AIM OF THE TASK:
Type again, exactly, the lines below from the start through the line that includes "use crate::domain::error::IdxtraderError;".

Dataset entries
--
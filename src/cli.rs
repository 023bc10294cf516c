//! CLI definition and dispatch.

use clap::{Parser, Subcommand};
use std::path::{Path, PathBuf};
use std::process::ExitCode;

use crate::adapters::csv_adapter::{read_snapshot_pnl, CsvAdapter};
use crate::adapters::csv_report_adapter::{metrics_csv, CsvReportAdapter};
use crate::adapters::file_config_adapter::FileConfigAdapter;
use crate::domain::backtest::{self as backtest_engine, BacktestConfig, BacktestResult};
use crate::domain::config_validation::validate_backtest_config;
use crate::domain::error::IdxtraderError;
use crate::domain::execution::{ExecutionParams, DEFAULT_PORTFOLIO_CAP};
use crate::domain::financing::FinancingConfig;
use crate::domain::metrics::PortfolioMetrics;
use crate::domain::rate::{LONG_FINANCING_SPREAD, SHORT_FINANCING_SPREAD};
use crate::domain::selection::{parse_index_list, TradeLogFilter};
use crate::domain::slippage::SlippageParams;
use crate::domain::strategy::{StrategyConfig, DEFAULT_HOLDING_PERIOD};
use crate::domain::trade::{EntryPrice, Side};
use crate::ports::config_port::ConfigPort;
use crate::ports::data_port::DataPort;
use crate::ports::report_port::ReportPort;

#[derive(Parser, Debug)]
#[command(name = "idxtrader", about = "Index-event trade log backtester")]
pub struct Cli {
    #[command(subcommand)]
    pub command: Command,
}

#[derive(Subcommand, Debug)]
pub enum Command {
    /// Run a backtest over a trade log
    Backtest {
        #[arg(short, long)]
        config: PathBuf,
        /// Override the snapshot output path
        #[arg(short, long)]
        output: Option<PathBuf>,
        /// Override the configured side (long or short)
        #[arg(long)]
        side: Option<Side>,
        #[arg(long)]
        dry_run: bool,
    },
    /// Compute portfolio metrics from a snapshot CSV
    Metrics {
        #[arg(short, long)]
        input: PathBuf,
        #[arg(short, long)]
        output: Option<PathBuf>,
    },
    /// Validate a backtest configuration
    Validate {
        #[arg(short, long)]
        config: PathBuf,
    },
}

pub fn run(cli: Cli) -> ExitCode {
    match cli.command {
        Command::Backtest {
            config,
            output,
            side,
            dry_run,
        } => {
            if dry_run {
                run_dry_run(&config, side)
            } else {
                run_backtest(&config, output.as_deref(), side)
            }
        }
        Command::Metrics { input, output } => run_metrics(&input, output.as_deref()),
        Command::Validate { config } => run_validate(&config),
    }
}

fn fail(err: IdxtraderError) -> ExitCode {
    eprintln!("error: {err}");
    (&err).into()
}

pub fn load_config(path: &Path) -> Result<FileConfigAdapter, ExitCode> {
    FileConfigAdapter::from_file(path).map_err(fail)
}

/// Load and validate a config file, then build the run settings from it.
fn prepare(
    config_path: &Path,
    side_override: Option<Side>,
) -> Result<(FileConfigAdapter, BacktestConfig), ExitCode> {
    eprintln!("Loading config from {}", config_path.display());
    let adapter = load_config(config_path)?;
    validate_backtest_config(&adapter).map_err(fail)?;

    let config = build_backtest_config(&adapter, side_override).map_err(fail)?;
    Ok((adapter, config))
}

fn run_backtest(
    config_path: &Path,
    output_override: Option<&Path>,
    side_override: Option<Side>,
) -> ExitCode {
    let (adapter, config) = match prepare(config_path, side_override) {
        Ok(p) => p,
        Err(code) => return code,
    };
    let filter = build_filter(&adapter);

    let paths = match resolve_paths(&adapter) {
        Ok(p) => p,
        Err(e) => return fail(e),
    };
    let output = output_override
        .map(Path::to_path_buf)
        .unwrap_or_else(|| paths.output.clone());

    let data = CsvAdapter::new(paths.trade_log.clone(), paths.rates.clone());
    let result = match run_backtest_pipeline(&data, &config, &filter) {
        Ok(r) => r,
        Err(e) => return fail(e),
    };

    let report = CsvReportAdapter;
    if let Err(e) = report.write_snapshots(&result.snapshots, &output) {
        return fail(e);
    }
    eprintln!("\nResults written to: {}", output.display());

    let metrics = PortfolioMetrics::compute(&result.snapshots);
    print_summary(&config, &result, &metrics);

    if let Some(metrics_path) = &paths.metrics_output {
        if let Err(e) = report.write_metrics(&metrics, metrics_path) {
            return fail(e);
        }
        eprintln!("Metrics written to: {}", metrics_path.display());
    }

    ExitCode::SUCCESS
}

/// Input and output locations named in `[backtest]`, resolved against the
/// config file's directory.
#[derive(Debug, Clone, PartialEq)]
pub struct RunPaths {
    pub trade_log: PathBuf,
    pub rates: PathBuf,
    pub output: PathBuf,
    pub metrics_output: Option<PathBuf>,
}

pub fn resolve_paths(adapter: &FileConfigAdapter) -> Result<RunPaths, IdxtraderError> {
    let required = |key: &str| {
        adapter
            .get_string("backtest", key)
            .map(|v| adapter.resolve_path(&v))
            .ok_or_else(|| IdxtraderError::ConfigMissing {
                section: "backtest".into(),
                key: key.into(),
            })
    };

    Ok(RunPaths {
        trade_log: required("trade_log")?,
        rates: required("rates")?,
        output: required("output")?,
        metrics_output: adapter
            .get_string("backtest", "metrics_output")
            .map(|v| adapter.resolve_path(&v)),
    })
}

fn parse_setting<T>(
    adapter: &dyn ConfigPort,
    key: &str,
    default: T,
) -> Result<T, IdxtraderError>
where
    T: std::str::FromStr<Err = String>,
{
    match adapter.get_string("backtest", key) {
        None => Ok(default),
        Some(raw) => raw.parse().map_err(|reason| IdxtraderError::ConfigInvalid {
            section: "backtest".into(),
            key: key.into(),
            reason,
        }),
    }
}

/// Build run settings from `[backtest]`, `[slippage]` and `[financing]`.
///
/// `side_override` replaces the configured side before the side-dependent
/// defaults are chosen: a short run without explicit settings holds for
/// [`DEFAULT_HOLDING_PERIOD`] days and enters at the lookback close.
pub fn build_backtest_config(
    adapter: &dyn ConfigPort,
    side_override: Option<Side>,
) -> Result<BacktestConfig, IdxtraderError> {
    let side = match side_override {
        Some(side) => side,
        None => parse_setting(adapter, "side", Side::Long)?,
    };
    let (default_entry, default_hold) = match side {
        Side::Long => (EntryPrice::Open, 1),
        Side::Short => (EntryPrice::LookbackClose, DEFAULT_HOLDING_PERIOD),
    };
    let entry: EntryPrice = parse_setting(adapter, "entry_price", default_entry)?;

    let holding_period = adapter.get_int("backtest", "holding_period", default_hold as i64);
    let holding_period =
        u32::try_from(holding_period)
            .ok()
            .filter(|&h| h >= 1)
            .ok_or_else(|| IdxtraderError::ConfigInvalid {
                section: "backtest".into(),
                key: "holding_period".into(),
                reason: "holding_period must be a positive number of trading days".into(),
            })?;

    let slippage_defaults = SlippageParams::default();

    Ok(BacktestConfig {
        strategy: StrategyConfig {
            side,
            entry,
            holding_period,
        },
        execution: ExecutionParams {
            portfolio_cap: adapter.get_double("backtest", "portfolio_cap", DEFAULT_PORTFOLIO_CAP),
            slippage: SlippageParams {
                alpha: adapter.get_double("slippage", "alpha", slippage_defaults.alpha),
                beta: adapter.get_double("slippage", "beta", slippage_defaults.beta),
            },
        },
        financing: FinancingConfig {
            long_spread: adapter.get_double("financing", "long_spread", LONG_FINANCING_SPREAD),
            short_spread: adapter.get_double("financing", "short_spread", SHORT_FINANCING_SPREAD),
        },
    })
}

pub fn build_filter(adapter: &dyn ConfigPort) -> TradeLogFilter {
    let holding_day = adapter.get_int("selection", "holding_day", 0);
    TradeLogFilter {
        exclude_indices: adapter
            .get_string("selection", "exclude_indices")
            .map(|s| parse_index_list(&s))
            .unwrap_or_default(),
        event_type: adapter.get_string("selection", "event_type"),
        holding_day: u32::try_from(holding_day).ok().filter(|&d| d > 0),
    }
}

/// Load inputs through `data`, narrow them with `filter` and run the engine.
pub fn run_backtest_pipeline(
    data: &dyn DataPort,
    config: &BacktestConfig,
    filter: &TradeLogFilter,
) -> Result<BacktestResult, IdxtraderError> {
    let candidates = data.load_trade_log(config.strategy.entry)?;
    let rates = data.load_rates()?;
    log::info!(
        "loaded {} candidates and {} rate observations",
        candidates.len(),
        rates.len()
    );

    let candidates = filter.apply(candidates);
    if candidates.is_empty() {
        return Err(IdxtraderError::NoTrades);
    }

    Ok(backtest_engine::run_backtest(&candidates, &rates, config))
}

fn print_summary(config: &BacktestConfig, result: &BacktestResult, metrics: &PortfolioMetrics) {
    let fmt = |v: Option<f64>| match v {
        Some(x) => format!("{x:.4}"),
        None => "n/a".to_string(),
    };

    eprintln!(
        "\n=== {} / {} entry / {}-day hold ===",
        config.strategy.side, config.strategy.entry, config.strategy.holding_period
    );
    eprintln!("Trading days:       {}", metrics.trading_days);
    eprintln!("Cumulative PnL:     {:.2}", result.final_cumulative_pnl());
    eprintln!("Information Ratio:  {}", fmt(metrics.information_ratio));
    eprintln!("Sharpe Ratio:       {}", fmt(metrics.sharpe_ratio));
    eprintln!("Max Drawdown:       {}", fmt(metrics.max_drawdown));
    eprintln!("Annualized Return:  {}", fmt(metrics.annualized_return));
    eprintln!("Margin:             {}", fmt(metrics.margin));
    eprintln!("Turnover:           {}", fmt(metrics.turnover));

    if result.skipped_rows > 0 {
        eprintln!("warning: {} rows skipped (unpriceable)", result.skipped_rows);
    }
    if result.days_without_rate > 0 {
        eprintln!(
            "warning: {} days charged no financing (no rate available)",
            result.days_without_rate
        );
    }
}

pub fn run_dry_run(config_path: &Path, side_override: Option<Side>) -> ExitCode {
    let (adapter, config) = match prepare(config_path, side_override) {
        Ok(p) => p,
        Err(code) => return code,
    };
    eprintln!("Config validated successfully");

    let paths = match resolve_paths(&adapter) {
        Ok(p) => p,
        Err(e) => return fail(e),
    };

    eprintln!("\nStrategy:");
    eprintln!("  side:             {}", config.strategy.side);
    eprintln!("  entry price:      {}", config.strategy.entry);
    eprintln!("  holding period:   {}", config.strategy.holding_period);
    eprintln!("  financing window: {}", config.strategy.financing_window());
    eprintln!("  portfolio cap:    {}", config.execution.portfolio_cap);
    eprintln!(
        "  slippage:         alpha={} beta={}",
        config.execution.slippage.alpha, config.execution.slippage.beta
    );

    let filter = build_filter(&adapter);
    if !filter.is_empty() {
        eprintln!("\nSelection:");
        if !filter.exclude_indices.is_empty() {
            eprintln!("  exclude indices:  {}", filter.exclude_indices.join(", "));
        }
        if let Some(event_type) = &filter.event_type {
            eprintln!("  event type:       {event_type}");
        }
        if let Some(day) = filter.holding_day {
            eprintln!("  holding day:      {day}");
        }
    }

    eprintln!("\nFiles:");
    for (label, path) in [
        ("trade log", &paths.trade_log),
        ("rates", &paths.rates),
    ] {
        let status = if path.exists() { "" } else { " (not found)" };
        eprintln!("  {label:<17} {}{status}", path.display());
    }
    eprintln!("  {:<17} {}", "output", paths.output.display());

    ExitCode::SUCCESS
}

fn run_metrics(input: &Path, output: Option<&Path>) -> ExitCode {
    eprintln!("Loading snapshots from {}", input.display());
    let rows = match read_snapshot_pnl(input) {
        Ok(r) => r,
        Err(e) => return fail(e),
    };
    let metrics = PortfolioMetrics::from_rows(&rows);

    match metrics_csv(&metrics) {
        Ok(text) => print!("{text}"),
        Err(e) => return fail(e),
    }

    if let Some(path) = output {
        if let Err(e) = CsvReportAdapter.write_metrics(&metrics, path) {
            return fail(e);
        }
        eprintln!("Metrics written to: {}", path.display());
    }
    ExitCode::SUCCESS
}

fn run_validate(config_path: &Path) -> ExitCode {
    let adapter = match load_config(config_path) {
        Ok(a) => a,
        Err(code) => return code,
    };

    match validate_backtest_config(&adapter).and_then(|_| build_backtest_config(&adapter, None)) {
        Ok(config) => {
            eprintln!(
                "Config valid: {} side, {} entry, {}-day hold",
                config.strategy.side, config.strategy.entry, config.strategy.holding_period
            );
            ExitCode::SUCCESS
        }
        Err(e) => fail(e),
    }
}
--
COMPLETED TASK:
filename src/cli.rs
repository 023bc10294cf516c
//! CLI definition and dispatch.

use clap::{Parser, Subcommand};
use std::path::{Path, PathBuf};
use std::process::ExitCode;

use crate::adapters::csv_adapter::{read_snapshot_pnl, CsvAdapter};
use crate::adapters::csv_report_adapter::{metrics_csv, CsvReportAdapter};
use crate::adapters::file_config_adapter::FileConfigAdapter;
use crate::domain::backtest::{self as backtest_engine, BacktestConfig, BacktestResult};
use crate::domain::config_validation::validate_backtest_config;
use crate::domain::error::IdxtraderError;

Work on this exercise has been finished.